• _What is required_
Your job is to copy the data that follows exactly, every line included.

• _Data extracts_
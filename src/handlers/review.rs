use axum::{
    extract::{Path, State},
    http::StatusCode,
    Extension, Json,
};
use chrono::{DateTime, Utc};
use sea_orm::{ActiveModelTrait, ColumnTrait, EntityTrait, QueryFilter, QueryOrder, Set};
use serde::{Deserialize, Serialize};
use uuid::Uuid;

use crate::entities::booking::{self, BookingStatus};
use crate::entities::{review, user, vehicle};
use crate::error::{AppError, AppResult};
use crate::utils::jwt::Claims;
use crate::AppState;

#[derive(Debug, Deserialize)]
pub struct CreateReviewRequest {
    pub vehicle_id: Uuid,
    pub rating: i32,
    pub comment: String,
}

#[derive(Debug, Deserialize)]
pub struct UpdateReviewRequest {
    pub rating: Option<i32>,
    pub comment: Option<String>,
}

#[derive(Debug, Serialize)]
pub struct ReviewResponse {
    pub id: Uuid,
    pub rating: i32,
    pub comment: String,
    pub vehicle_id: Uuid,
    pub user_id: Uuid,
    pub created_at: DateTime<Utc>,
    pub author: Option<ReviewAuthorInfo>,
}

#[derive(Debug, Serialize)]
pub struct ReviewAuthorInfo {
    pub full_name: String,
    pub profile_image: Option<String>,
}

fn review_response(r: review::Model, author: Option<&user::Model>) -> ReviewResponse {
    ReviewResponse {
        id: r.id,
        rating: r.rating,
        comment: r.comment,
        vehicle_id: r.vehicle_id,
        user_id: r.user_id,
        created_at: r.created_at.with_timezone(&Utc),
        author: author.map(|u| ReviewAuthorInfo {
            full_name: u.full_name.clone(),
            profile_image: u.profile_image.clone(),
        }),
    }
}

fn validate_rating(rating: i32) -> AppResult<()> {
    if !(1..=5).contains(&rating) {
        return Err(AppError::BadRequest(
            "Rating must be between 1 and 5".to_string(),
        ));
    }
    Ok(())
}

/// Create a review. Gated on a COMPLETED booking existing for the same
/// customer/vehicle pair; nothing prevents a second review for the pair.
pub async fn create_review(
    State(state): State<AppState>,
    Extension(claims): Extension<Claims>,
    Json(payload): Json<CreateReviewRequest>,
) -> AppResult<(StatusCode, Json<ReviewResponse>)> {
    validate_rating(payload.rating)?;

    let completed = booking::Entity::find()
        .filter(booking::Column::UserId.eq(claims.sub))
        .filter(booking::Column::VehicleId.eq(payload.vehicle_id))
        .filter(booking::Column::Status.eq(BookingStatus::Completed))
        .one(&state.db)
        .await?;

    if completed.is_none() {
        return Err(AppError::Forbidden(
            "You can only review a vehicle after completing a booking".to_string(),
        ));
    }

    let new_review = review::ActiveModel {
        id: Set(Uuid::new_v4()),
        user_id: Set(claims.sub),
        vehicle_id: Set(payload.vehicle_id),
        rating: Set(payload.rating),
        comment: Set(payload.comment),
        created_at: Set(Utc::now().into()),
    };
    let created = new_review.insert(&state.db).await?;

    let author = user::Entity::find_by_id(claims.sub).one(&state.db).await?;
    Ok((
        StatusCode::CREATED,
        Json(review_response(created, author.as_ref())),
    ))
}

/// Update the author's own review
pub async fn update_review(
    State(state): State<AppState>,
    Extension(claims): Extension<Claims>,
    Path(id): Path<Uuid>,
    Json(payload): Json<UpdateReviewRequest>,
) -> AppResult<Json<ReviewResponse>> {
    let review = review::Entity::find_by_id(id)
        .one(&state.db)
        .await?
        .ok_or_else(|| AppError::NotFound("Review not found".to_string()))?;

    if review.user_id != claims.sub {
        return Err(AppError::Forbidden(
            "You can only update your own review".to_string(),
        ));
    }

    if let Some(rating) = payload.rating {
        validate_rating(rating)?;
    }

    let mut active: review::ActiveModel = review.into();
    if let Some(rating) = payload.rating {
        active.rating = Set(rating);
    }
    if let Some(comment) = payload.comment {
        active.comment = Set(comment);
    }

    let updated = active.update(&state.db).await?;
    let author = user::Entity::find_by_id(claims.sub).one(&state.db).await?;
    Ok(Json(review_response(updated, author.as_ref())))
}

/// Delete the author's own review
pub async fn delete_review(
    State(state): State<AppState>,
    Extension(claims): Extension<Claims>,
    Path(id): Path<Uuid>,
) -> AppResult<Json<serde_json::Value>> {
    let review = review::Entity::find_by_id(id)
        .one(&state.db)
        .await?
        .ok_or_else(|| AppError::NotFound("Review not found".to_string()))?;

    if review.user_id != claims.sub {
        return Err(AppError::Forbidden(
            "You can only delete your own review".to_string(),
        ));
    }

    review::Entity::delete_by_id(id).exec(&state.db).await?;

    Ok(Json(serde_json::json!({ "message": "Review deleted successfully" })))
}

/// The customer's own reviews, newest first
pub async fn my_reviews(
    State(state): State<AppState>,
    Extension(claims): Extension<Claims>,
) -> AppResult<Json<Vec<ReviewResponse>>> {
    let reviews = review::Entity::find()
        .filter(review::Column::UserId.eq(claims.sub))
        .order_by_desc(review::Column::CreatedAt)
        .all(&state.db)
        .await?;

    let author = user::Entity::find_by_id(claims.sub).one(&state.db).await?;

    Ok(Json(
        reviews
            .into_iter()
            .map(|r| review_response(r, author.as_ref()))
            .collect(),
    ))
}

/// Public list of a vehicle's reviews with author names, newest first
pub async fn vehicle_reviews(
    State(state): State<AppState>,
    Path(vehicle_id): Path<Uuid>,
) -> AppResult<Json<Vec<ReviewResponse>>> {
    vehicle::Entity::find_by_id(vehicle_id)
        .one(&state.db)
        .await?
        .ok_or_else(|| AppError::NotFound("Vehicle not found".to_string()))?;

    let reviews = review::Entity::find()
        .filter(review::Column::VehicleId.eq(vehicle_id))
        .order_by_desc(review::Column::CreatedAt)
        .all(&state.db)
        .await?;

    let users = user::Entity::find().all(&state.db).await?;

    Ok(Json(
        reviews
            .into_iter()
            .map(|r| {
                let author = users.iter().find(|u| u.id == r.user_id);
                review_response(r, author)
            })
            .collect(),
    ))
}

• _Reply to the task_
filename src/handlers/review.rs
use axum::{
    extract::{Path, State},
    http::StatusCode,
    Extension, Json,
};
use chrono::{DateTime, Utc};
use sea_orm::{ActiveModelTrait, ColumnTrait, EntityTrait, QueryFilter, QueryOrder, Set};
use serde::{Deserialize, Serialize};
use uuid::Uuid;

use crate::entities::booking::{self, BookingStatus};
use crate::entities::{review, user, vehicle};
use crate::error::{AppError, AppResult};
use crate::utils::jwt::Claims;
use crate::AppState;

#[derive(Debug, Deserialize)]
pub struct CreateReviewRequest {
    pub vehicle_id: Uuid,
    pub rating: i32,
    pub comment: String,
}

#[derive(Debug, Deserialize)]
pub struct UpdateReviewRequest {
    pub rating: Option<i32>,
    pub comment: Option<String>,
}

#[derive(Debug, Serialize)]
pub struct ReviewResponse {
    pub id: Uuid,
    pub rating: i32,
    pub comment: String,
    pub vehicle_id: Uuid,
    pub user_id: Uuid,
    pub created_at: DateTime<Utc>,
    pub author: Option<ReviewAuthorInfo>,
}

#[derive(Debug, Serialize)]
pub struct ReviewAuthorInfo {
    pub full_name: String,
    pub profile_image: Option<String>,
}

fn review_response(r: review::Model, author: Option<&user::Model>) -> ReviewResponse {
    ReviewResponse {
        id: r.id,
        rating: r.rating,
        comment: r.comment,
        vehicle_id: r.vehicle_id,
        user_id: r.user_id,
        created_at: r.created_at.with_timezone(&Utc),
        author: author.map(|u| ReviewAuthorInfo {
            full_name: u.full_name.clone(),
            profile_image: u.profile_image.clone(),
        }),
    }
}

fn validate_rating(rating: i32) -> AppResult<()> {
    if !(1..=5).contains(&rating) {
        return Err(AppError::BadRequest(
            "Rating must be between 1 and 5".to_string(),
        ));
    }
    Ok(())
}

/// Create a review. Gated on a COMPLETED booking existing for the same
/// customer/vehicle pair; nothing prevents a second review for the pair.
pub async fn create_review(
    State(state): State<AppState>,
    Extension(claims): Extension<Claims>,
    Json(payload): Json<CreateReviewRequest>,
) -> AppResult<(StatusCode, Json<ReviewResponse>)> {
    validate_rating(payload.rating)?;

    let completed = booking::Entity::find()
        .filter(booking::Column::UserId.eq(claims.sub))
        .filter(booking::Column::VehicleId.eq(payload.vehicle_id))
        .filter(booking::Column::Status.eq(BookingStatus::Completed))
        .one(&state.db)
        .await?;

    if completed.is_none() {
        return Err(AppError::Forbidden(
            "You can only review a vehicle after completing a booking".to_string(),
        ));
    }

    let new_review = review::ActiveModel {
        id: Set(Uuid::new_v4()),
        user_id: Set(claims.sub),
        vehicle_id: Set(payload.vehicle_id),
        rating: Set(payload.rating),
        comment: Set(payload.comment),
        created_at: Set(Utc::now().into()),
    };
    let created = new_review.insert(&state.db).await?;

    let author = user::Entity::find_by_id(claims.sub).one(&state.db).await?;
    Ok((
        StatusCode::CREATED,
        Json(review_response(created, author.as_ref())),
    ))
}

/// Update the author's own review
pub async fn update_review(
    State(state): State<AppState>,
    Extension(claims): Extension<Claims>,
    Path(id): Path<Uuid>,
    Json(payload): Json<UpdateReviewRequest>,
) -> AppResult<Json<ReviewResponse>> {
    let review = review::Entity::find_by_id(id)
        .one(&state.db)
        .await?
        .ok_or_else(|| AppError::NotFound("Review not found".to_string()))?;

    if review.user_id != claims.sub {
        return Err(AppError::Forbidden(
            "You can only update your own review".to_string(),
        ));
    }

    if let Some(rating) = payload.rating {
        validate_rating(rating)?;
    }

    let mut active: review::ActiveModel = review.into();
    if let Some(rating) = payload.rating {
        active.rating = Set(rating);
    }
    if let Some(comment) = payload.comment {
        active.comment = Set(comment);
    }

    let updated = active.update(&state.db).await?;
    let author = user::Entity::find_by_id(claims.sub).one(&state.db).await?;
    Ok(Json(review_response(updated, author.as_ref())))
}

/// Delete the author's own review
pub async fn delete_review(
    State(state): State<AppState>,
    Extension(claims): Extension<Claims>,
    Path(id): Path<Uuid>,
) -> AppResult<Json<serde_json::Value>> {
    let review = review::Entity::find_by_id(id)
        .one(&state.db)
        .await?
        .ok_or_else(|| AppError::NotFound("Review not found".to_string()))?;

    if review.user_id != claims.sub {
        return Err(AppError::Forbidden(
            "You can only delete your own review".to_string(),
        ));
    }

    review::Entity::delete_by_id(id).exec(&state.db).await?;

    Ok(Json(serde_json::json!({ "message": "Review deleted successfully" })))
}

/// The customer's own reviews, newest first
pub async fn my_reviews(
    State(state): State<AppState>,
    Extension(claims): Extension<Claims>,
) -> AppResult<Json<Vec<ReviewResponse>>> {
    let reviews = review::Entity::find()
        .filter(review::Column::UserId.eq(claims.sub))
        .order_by_desc(review::Column::CreatedAt)
        .all(&state.db)
        .await?;

    let author = user::Entity::find_by_id(claims.sub).one(&state.db).await?;

    Ok(Json(
        reviews
            .into_iter()
            .map(|r| review_response(r, author.as_ref()))
            .collect(),
    ))
}

/// Public list of a vehicle's reviews with author names, newest first
pub async fn vehicle_reviews(
    State(state): State<AppState>,
    Path(vehicle_id): Path<Uuid>,
) -> AppResult<Json<Vec<ReviewResponse>>> {
    vehicle::Entity::find_by_id(vehicle_id)
        .one(&state.db)
        .await?
        .ok_or_else(|| AppError::NotFound("Vehicle not found".to_string()))?;

    let reviews = review::Entity::find()
        .filter(review::Column::VehicleId.eq(vehicle_id))
        .order_by_desc(review::Column::CreatedAt)
        .all(&state.db)
        .await?;

    let users = user::Entity::find().all(&state.db).await?;

    Ok(Json(
        reviews
            .into_iter()
            .map(|r| {
                let author = users.iter().find(|u| u.id == r.user_id);
                review_response(r, author)
            })
            .collect(),
    ))
}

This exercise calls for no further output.